Uma vez introduzidas as fundamentações teóricas da Química, é extremamente importante que o docente não priorize a “ênfase exagerada quanto à memorização de fatos, símbolos, nomes, equações, teorias e modelos que ficam parecendo não ter quaisquer relações entre si” (SANTOS et al., 2014, p. 10). Mas, que este possa fazer uso de um ensino melhor contextualizado, despertando o senso crítico do aluno e seu interesse pela ciência. Enfatizar a interdisciplinaridade entre os conteúdos apresentados, minimizam a perda do conhecimento no processo de aprendizagem por memorização. Semelhantemente, entender a origem da incapacidade de compreensão e reconhecer as fragmentações no processo de aprendizagem, resultará em um ensino melhor fundamentado.
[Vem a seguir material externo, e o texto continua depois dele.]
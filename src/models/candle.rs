use chrono::{DateTime, Utc};
use serde::{Deserialize, Serialize};

/// One OHLCV trading period.
#[derive(Debug, Clone, PartialEq, Serialize, Deserialize)]
pub struct Candle {
    pub open: f64,
    pub high: f64,
    pub low: f64,
    pub close: f64,
    pub volume: f64,
    pub timestamp: DateTime<Utc>,
}

impl Candle {
    pub fn new(
        open: f64,
        high: f64,
        low: f64,
        close: f64,
        volume: f64,
        timestamp: DateTime<Utc>,
    ) -> Self {
        Self {
            open,
            high,
            low,
            close,
            volume,
            timestamp,
        }
    }
}

/// A candle together with every derived indicator column.
///
/// Only rows where all configured indicators are defined make it into an
/// enriched series, so the columns are plain floats rather than options; the
/// warm-up rows (the earliest `max(window sizes)` periods) are always absent.
#[derive(Debug, Clone, PartialEq, Serialize, Deserialize)]
pub struct EnrichedBar {
    pub timestamp: DateTime<Utc>,
    pub open: f64,
    pub high: f64,
    pub low: f64,
    pub close: f64,
    pub volume: f64,

    pub sma: f64,
    pub ema_fast: f64,
    pub ema_mid: f64,
    pub ema_slow: f64,
    pub rsi: f64,
    pub macd: f64,
    pub macd_signal: f64,
    pub atr: f64,
    pub bb_upper: f64,
    pub bb_lower: f64,
    pub stoch_k: f64,
    pub stoch_d: f64,
    pub support: f64,
    pub resistance: f64,
}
Conclui-se perante os aspectos históricos que o uso da química está intrinsicamente fundamentado ao exercício da medicina e farmácia. Sua origem está presente nos remotos laboratórios e porões que serviram de impulsores para cada singular descobrimento de seus efeitos. A prática da alquimia e quimiatria impulsionaram às universidades a estruturarem seus laboratórios de ensino, abrindo espaço para a consequente fundamentação dos conhecimentos médicos e químicos. Desta forma, a necessidade de compreender o estudo da Química, torna-se inquestionável para aqueles que intendem atuar em áreas relacionadas às ciências da saúde. A exigência em dominar conhecimentos químicos não é um fato recente e imposto com meras intenções de preenchimento do currículo acadêmico, mas um antigo pré-requisito para a formação de profissionais capacitados.